The 79-year-old El Cajon clarinetist was preparing to perform in a concert at Balboa Park that evening and had unfortunately forgotten his replacement batteries at home.

He survived to tell his tale, thanks to the quick thinking and swift actions of hospital staff and paramedics, Merrill said Thursday.

He is one of just 60 people in the county and 4,000 worldwide with a HeartMate II Left Ventricular Assist Device, or LVAD, that maintains the pumping ability of a heart that can’t work on its own.

Former Vice President Dick Cheney had the lightweight device implanted in his chest last month.

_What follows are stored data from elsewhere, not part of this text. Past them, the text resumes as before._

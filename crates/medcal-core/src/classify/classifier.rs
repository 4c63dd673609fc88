//! The classifier: override + baseline event → finalized record.

use once_cell::sync::Lazy;
use tracing::trace;

use super::amounts::{parse_decimal, resolve_amounts};
use super::normalize::sanitize;
use super::rules::{AttendanceInput, AttendanceRules, CategoryRules};
use crate::error::Result;
use crate::models::{CalendarEvent, FinalizedRecord, OverrideEntry};

/// Merges a user override with an event baseline into a finalized record.
///
/// Evaluation order is fixed and each step only reads earlier outputs:
/// category, category rule, attendance rules, attendance, amounts, dosage
/// value, dosage unit, treatment stage. Classification is pure and never
/// fails; persistence is the caller's job.
///
/// Classification is idempotent: classifying an event seeded from its own
/// previous result yields the same record, which is what makes whole-batch
/// resubmission a safe recovery for failed reclassification jobs.
#[derive(Debug, Clone)]
pub struct Classifier {
    categories: CategoryRules,
    attendance: AttendanceRules,
}

impl Default for Classifier {
    fn default() -> Self {
        Self::new(CategoryRules::builtin(), AttendanceRules::builtin())
    }
}

impl Classifier {
    pub fn new(categories: CategoryRules, attendance: AttendanceRules) -> Self {
        Self {
            categories,
            attendance,
        }
    }

    pub fn categories(&self) -> &CategoryRules {
        &self.categories
    }

    pub fn attendance_rules(&self) -> &AttendanceRules {
        &self.attendance
    }

    pub fn classify(&self, entry: &OverrideEntry, event: &CalendarEvent) -> FinalizedRecord {
        let mut category = sanitize(entry.category.as_deref()).or_else(|| event.category.clone());

        let rule = self.categories.lookup(category.as_deref());
        if let Some(rule) = rule.filter(|r| r.canonicalize) {
            category = Some(rule.label.clone());
        }

        let verdict = self.attendance.resolve(&AttendanceInput {
            event,
            category: category.as_deref(),
            rule,
        });
        let attended = match verdict {
            Some((rule_name, value)) => {
                trace!(event_key = %event.key(), rule = rule_name, attended = value, "Attendance locked by rule");
                Some(value)
            }
            None => entry.attended,
        };

        let amounts = resolve_amounts(entry, event, rule, attended);

        let dosage_value = parse_decimal(entry.dosage_value.as_deref()).or(event.dosage_value);
        let dosage_unit = sanitize(entry.dosage_unit.as_deref()).or_else(|| event.dosage_unit.clone());

        let treatment_stage = if rule.is_some_and(|r| r.requires_treatment_stage) {
            sanitize(entry.treatment_stage.as_deref())
        } else {
            None
        };

        FinalizedRecord {
            category,
            amount_expected: amounts.expected,
            amount_paid: amounts.paid,
            attended,
            dosage_value,
            dosage_unit,
            treatment_stage,
        }
    }

    /// Validate the override's shape, then classify.
    pub fn classify_checked(
        &self,
        entry: &OverrideEntry,
        event: &CalendarEvent,
    ) -> Result<FinalizedRecord> {
        entry.validate()?;
        Ok(self.classify(entry, event))
    }
}

static BUILTIN: Lazy<Classifier> = Lazy::new(Classifier::default);

/// Classify with the built-in rule tables.
pub fn classify(entry: &OverrideEntry, event: &CalendarEvent) -> FinalizedRecord {
    BUILTIN.classify(entry, event)
}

The pump relies on an external battery that needs to be changed every few hours.

Merrill, dressed in lederhosen for his El Cajon German Band performance at the Organ Pavilion, decided against driving home for a new battery because of the rush hour traffic.

Instead, he drove to the closest hospital, Scripps Mercy in Hillcrest, only to find that it doesn’t supply batteries for the rare device.

That could be found only at Sharp Memorial Hospital in Serra Mesa, which has been a pioneer in performing the surgical implant.

The Scripps Mercy staff got an ambulance and — lucky for Merrill — it was staffed with one of the few paramedics at San Diego Medical Services who had just completed LVAD training and understood the situation.

“They were zinging up the freeway,” Merrill said. “Just as the doors of the ambulance opened, the battery warning system started beeping.” He had less than 15 minutes left.

“I said, ‘Wow, we’re just in time!’ ”

The medical staff was waiting in the parking lot, and nurse Stephen Houlahan rushed into the back of the ambulance and handed Merrill a replacement battery. He hooked it up himself.

Houlahan said that as the team waited for the ambulance, they wondered whether they would find Merrill unconscious or worse. Instead, they found a fellow in German lederhosen eager for a new battery so he could get back to the performance.

“He was very relieved to see me,” Houlahan said.

Cardiovascular surgeon Dr. Walter Dembitsky had performed the surgery on Merrill a year ago and said on Thursday he wasn’t surprised to hear about the close call and calm under pressure.

Merrill had been an Air Force fighter pilot in Vietnam and had survived a crash, Dembitsky said.

“He was in a flaming airplane on a runway and ejected out of it. That was how he survived,” Dembitsky said. “He’s like a Diehard battery himself.”

San Diego Medical Services spokeswoman Reema Makani said the incident is a good example of why people should call 911 during medical emergencies.

Merrill said he’s still kicking himself for forgetting the battery at home. He said he’s looking forward to getting a newer version Friday that will last for about 10 hours instead of four.